MATERIAL FOR THE TASK below:

//! Upload coordinator
//!
//! Persists an [`UploadBatch`] with the protocol its source format calls
//! for. Duplicate rows are never an error: the transactional path relies on
//! `ON CONFLICT` clauses and the bulk path treats a unique violation as
//! "already ingested".

pub mod batch;
pub mod copy;
pub mod equipment;

use std::fmt::Display;

use anyhow::Result;
use serde::Serialize;
use sqlx::PgPool;
use tracing::info;

use eqlog_common::{EqlogError, Result as EqlogResult};

use crate::models::UploadBatch;
use crate::parser::{SourceFormat, UploadProtocol};

pub use copy::CopyOutcome;
pub use equipment::{EquipmentInfoStore, PgEquipmentInfoStore, UpsertOutcome};

pub const TABLE_WAFER_FLAT: &str = "plg_wf_flat";
pub const TABLE_ERROR: &str = "plg_error";
pub const TABLE_PREALIGN: &str = "plg_prealign";
pub const TABLE_EQUIPMENT_INFO: &str = "eqp_info";
pub const TABLE_ALLOW_LIST: &str = "err_severity_map";

/// Double-quote an identifier, doubling embedded quotes. Dotted names are
/// quoted per part so `schema.table` keeps working.
pub fn quote_ident(name: &str) -> String {
    name.split('.')
        .map(|part| format!("\"{}\"", part.replace('"', "\"\"")))
        .collect::<Vec<_>>()
        .join(".")
}

/// Accept `[A-Za-z_][A-Za-z0-9_]*`, optionally schema-qualified.
pub fn validate_table_name(name: &str) -> EqlogResult<()> {
    let valid = !name.is_empty()
        && name.split('.').all(|part| {
            let mut chars = part.chars();
            chars
                .next()
                .is_some_and(|c| c.is_ascii_alphabetic() || c == '_')
                && chars.all(|c| c.is_ascii_alphanumeric() || c == '_')
        });
    if valid {
        Ok(())
    } else {
        Err(EqlogError::Config(format!("Invalid table name: {name:?}")))
    }
}

/// Quote a column name as a single identifier; header-derived names may
/// contain dots or parentheses.
pub fn quote_column(name: &str) -> String {
    format!("\"{}\"", name.replace('"', "\"\""))
}

/// Classify a sqlx failure: lost or unreachable connections become
/// [`EqlogError::Connection`], everything else [`EqlogError::Database`].
pub fn database_error(context: impl Display, err: &sqlx::Error) -> EqlogError {
    let message = format!("{context}: {err}");
    match err {
        sqlx::Error::Io(_)
        | sqlx::Error::Tls(_)
        | sqlx::Error::PoolTimedOut
        | sqlx::Error::PoolClosed
        | sqlx::Error::WorkerCrashed => EqlogError::Connection(message),
        _ => EqlogError::Database(message),
    }
}

/// `with_context` for sqlx results that keeps the error typed.
pub trait DbResultExt<T> {
    fn db_context<C, F>(self, context: F) -> EqlogResult<T>
    where
        C: Display,
        F: FnOnce() -> C;
}

impl<T> DbResultExt<T> for std::result::Result<T, sqlx::Error> {
    fn db_context<C, F>(self, context: F) -> EqlogResult<T>
    where
        C: Display,
        F: FnOnce() -> C,
    {
        self.map_err(|err| database_error(context(), &err))
    }
}

/// What an upload did.
#[derive(Debug, Clone, Copy, PartialEq, Eq, Serialize)]
pub struct UploadResult {
    /// Rows that reached storage (conflicting rows count as zero)
    pub rows: u64,
    /// The bulk load hit a unique violation: the batch was already stored
    pub duplicate_batch: bool,
}

/// Routes batches to the transactional or bulk protocol.
#[derive(Debug, Clone)]
pub struct UploadCoordinator {
    db: PgPool,
}

impl UploadCoordinator {
    pub fn new(db: PgPool) -> Self {
        Self { db }
    }

    pub fn db(&self) -> &PgPool {
        &self.db
    }

    /// Upload `batch` for `format`. Any error means nothing from the batch
    /// was committed.
    pub async fn upload(&self, format: SourceFormat, batch: &UploadBatch) -> Result<UploadResult> {
        if batch.is_empty() {
            return Ok(UploadResult {
                rows: 0,
                duplicate_batch: false,
            });
        }

        let result = match format.protocol() {
            UploadProtocol::Transactional => {
                let rows = batch::insert_rows(&self.db, batch, format.conflict_clause()).await?;
                UploadResult {
                    rows,
                    duplicate_batch: false,
                }
            },
            UploadProtocol::BulkCopy => {
                match copy::copy_rows(&self.db, batch, format.natural_key()).await? {
                    CopyOutcome::Copied(rows) => UploadResult {
                        rows,
                        duplicate_batch: false,
                    },
                    CopyOutcome::DuplicateBatch => UploadResult {
                        rows: 0,
                        duplicate_batch: true,
                    },
                }
            },
        };

        info!(
            table = batch.table(),
            submitted = batch.len(),
            stored = result.rows,
            duplicate_batch = result.duplicate_batch,
            "Uploaded batch"
        );
        Ok(result)
    }
}

#[cfg(test)]
#[allow(clippy::unwrap_used)]
mod tests {
    use super::*;

    #[test]
    fn test_quote_ident() {
        assert_eq!(quote_ident("plg_error"), "\"plg_error\"");
        assert_eq!(quote_ident("public.eqp_info"), "\"public\".\"eqp_info\"");
        assert_eq!(quote_ident("a\"b"), "\"a\"\"b\"");
    }

    #[test]
    fn test_validate_table_name() {
        assert!(validate_table_name("err_severity_map").is_ok());
        assert!(validate_table_name("ref.err_severity_map").is_ok());
        assert!(validate_table_name("").is_err());
        assert!(validate_table_name("1table").is_err());
        assert!(validate_table_name("x; DROP TABLE y").is_err());
        assert!(validate_table_name("a..b").is_err());
    }

    #[test]
    fn test_database_error_classification() {
        let lost = database_error("Failed to begin", &sqlx::Error::PoolTimedOut);
        assert!(matches!(lost, EqlogError::Connection(_)));
        assert!(lost.is_transient());
        assert!(lost.to_string().contains("Failed to begin"));

        let rejected = database_error("Failed to insert", &sqlx::Error::RowNotFound);
        assert!(matches!(rejected, EqlogError::Database(_)));
        assert!(!rejected.is_transient());
    }

    #[test]
    fn test_db_context_is_lazy_on_success() {
        let ok: std::result::Result<u8, sqlx::Error> = Ok(3);
        assert_eq!(ok.db_context(|| -> String { unreachable!() }).unwrap(), 3);
    }

    #[test]
    fn test_quote_column_keeps_dots() {
        assert_eq!(quote_column("thk_1.5"), "\"thk_1.5\"");
    }
}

End of MATERIAL FOR THE TASK.

EXERCISE DIRECTIONS: Give the entries again in full, exactly as they are written.

ANSWER TO THIS PROBLEM:
//! Upload coordinator
//!
//! Persists an [`UploadBatch`] with the protocol its source format calls
//! for. Duplicate rows are never an error: the transactional path relies on
//! `ON CONFLICT` clauses and the bulk path treats a unique violation as
//! "already ingested".

pub mod batch;
pub mod copy;
pub mod equipment;

use std::fmt::Display;

use anyhow::Result;
use serde::Serialize;
use sqlx::PgPool;
use tracing::info;

use eqlog_common::{EqlogError, Result as EqlogResult};

use crate::models::UploadBatch;
use crate::parser::{SourceFormat, UploadProtocol};

pub use copy::CopyOutcome;
pub use equipment::{EquipmentInfoStore, PgEquipmentInfoStore, UpsertOutcome};

pub const TABLE_WAFER_FLAT: &str = "plg_wf_flat";
pub const TABLE_ERROR: &str = "plg_error";
pub const TABLE_PREALIGN: &str = "plg_prealign";
pub const TABLE_EQUIPMENT_INFO: &str = "eqp_info";
pub const TABLE_ALLOW_LIST: &str = "err_severity_map";

/// Double-quote an identifier, doubling embedded quotes. Dotted names are
/// quoted per part so `schema.table` keeps working.
pub fn quote_ident(name: &str) -> String {
    name.split('.')
        .map(|part| format!("\"{}\"", part.replace('"', "\"\"")))
        .collect::<Vec<_>>()
        .join(".")
}

/// Accept `[A-Za-z_][A-Za-z0-9_]*`, optionally schema-qualified.
pub fn validate_table_name(name: &str) -> EqlogResult<()> {
    let valid = !name.is_empty()
        && name.split('.').all(|part| {
            let mut chars = part.chars();
            chars
                .next()
                .is_some_and(|c| c.is_ascii_alphabetic() || c == '_')
                && chars.all(|c| c.is_ascii_alphanumeric() || c == '_')
        });
    if valid {
        Ok(())
    } else {
        Err(EqlogError::Config(format!("Invalid table name: {name:?}")))
    }
}

/// Quote a column name as a single identifier; header-derived names may
/// contain dots or parentheses.
pub fn quote_column(name: &str) -> String {
    format!("\"{}\"", name.replace('"', "\"\""))
}

/// Classify a sqlx failure: lost or unreachable connections become
/// [`EqlogError::Connection`], everything else [`EqlogError::Database`].
pub fn database_error(context: impl Display, err: &sqlx::Error) -> EqlogError {
    let message = format!("{context}: {err}");
    match err {
        sqlx::Error::Io(_)
        | sqlx::Error::Tls(_)
        | sqlx::Error::PoolTimedOut
        | sqlx::Error::PoolClosed
        | sqlx::Error::WorkerCrashed => EqlogError::Connection(message),
        _ => EqlogError::Database(message),
    }
}

/// `with_context` for sqlx results that keeps the error typed.
pub trait DbResultExt<T> {
    fn db_context<C, F>(self, context: F) -> EqlogResult<T>
    where
        C: Display,
        F: FnOnce() -> C;
}

impl<T> DbResultExt<T> for std::result::Result<T, sqlx::Error> {
    fn db_context<C, F>(self, context: F) -> EqlogResult<T>
    where
        C: Display,
        F: FnOnce() -> C,
    {
        self.map_err(|err| database_error(context(), &err))
    }
}

/// What an upload did.
#[derive(Debug, Clone, Copy, PartialEq, Eq, Serialize)]
pub struct UploadResult {
    /// Rows that reached storage (conflicting rows count as zero)
    pub rows: u64,
    /// The bulk load hit a unique violation: the batch was already stored
    pub duplicate_batch: bool,
}

/// Routes batches to the transactional or bulk protocol.
#[derive(Debug, Clone)]
pub struct UploadCoordinator {
    db: PgPool,
}

impl UploadCoordinator {
    pub fn new(db: PgPool) -> Self {
        Self { db }
    }

    pub fn db(&self) -> &PgPool {
        &self.db
    }

    /// Upload `batch` for `format`. Any error means nothing from the batch
    /// was committed.
    pub async fn upload(&self, format: SourceFormat, batch: &UploadBatch) -> Result<UploadResult> {
        if batch.is_empty() {
            return Ok(UploadResult {
                rows: 0,
                duplicate_batch: false,
            });
        }

        let result = match format.protocol() {
            UploadProtocol::Transactional => {
                let rows = batch::insert_rows(&self.db, batch, format.conflict_clause()).await?;
                UploadResult {
                    rows,
                    duplicate_batch: false,
                }
            },
            UploadProtocol::BulkCopy => {
                match copy::copy_rows(&self.db, batch, format.natural_key()).await? {
                    CopyOutcome::Copied(rows) => UploadResult {
                        rows,
                        duplicate_batch: false,
                    },
                    CopyOutcome::DuplicateBatch => UploadResult {
                        rows: 0,
                        duplicate_batch: true,
                    },
                }
            },
        };

        info!(
            table = batch.table(),
            submitted = batch.len(),
            stored = result.rows,
            duplicate_batch = result.duplicate_batch,
            "Uploaded batch"
        );
        Ok(result)
    }
}

#[cfg(test)]
#[allow(clippy::unwrap_used)]
mod tests {
    use super::*;

    #[test]
    fn test_quote_ident() {
        assert_eq!(quote_ident("plg_error"), "\"plg_error\"");
        assert_eq!(quote_ident("public.eqp_info"), "\"public\".\"eqp_info\"");
        assert_eq!(quote_ident("a\"b"), "\"a\"\"b\"");
    }

    #[test]
    fn test_validate_table_name() {
        assert!(validate_table_name("err_severity_map").is_ok());
        assert!(validate_table_name("ref.err_severity_map").is_ok());
        assert!(validate_table_name("").is_err());
        assert!(validate_table_name("1table").is_err());
        assert!(validate_table_name("x; DROP TABLE y").is_err());
        assert!(validate_table_name("a..b").is_err());
    }

    #[test]
    fn test_database_error_classification() {
        let lost = database_error("Failed to begin", &sqlx::Error::PoolTimedOut);
        assert!(matches!(lost, EqlogError::Connection(_)));
        assert!(lost.is_transient());
        assert!(lost.to_string().contains("Failed to begin"));

        let rejected = database_error("Failed to insert", &sqlx::Error::RowNotFound);
        assert!(matches!(rejected, EqlogError::Database(_)));
        assert!(!rejected.is_transient());
    }

    #[test]
    fn test_db_context_is_lazy_on_success() {
        let ok: std::result::Result<u8, sqlx::Error> = Ok(3);
        assert_eq!(ok.db_context(|| -> String { unreachable!() }).unwrap(), 3);
    }

    #[test]
    fn test_quote_column_keeps_dots() {
        assert_eq!(quote_column("thk_1.5"), "\"thk_1.5\"");
    }
}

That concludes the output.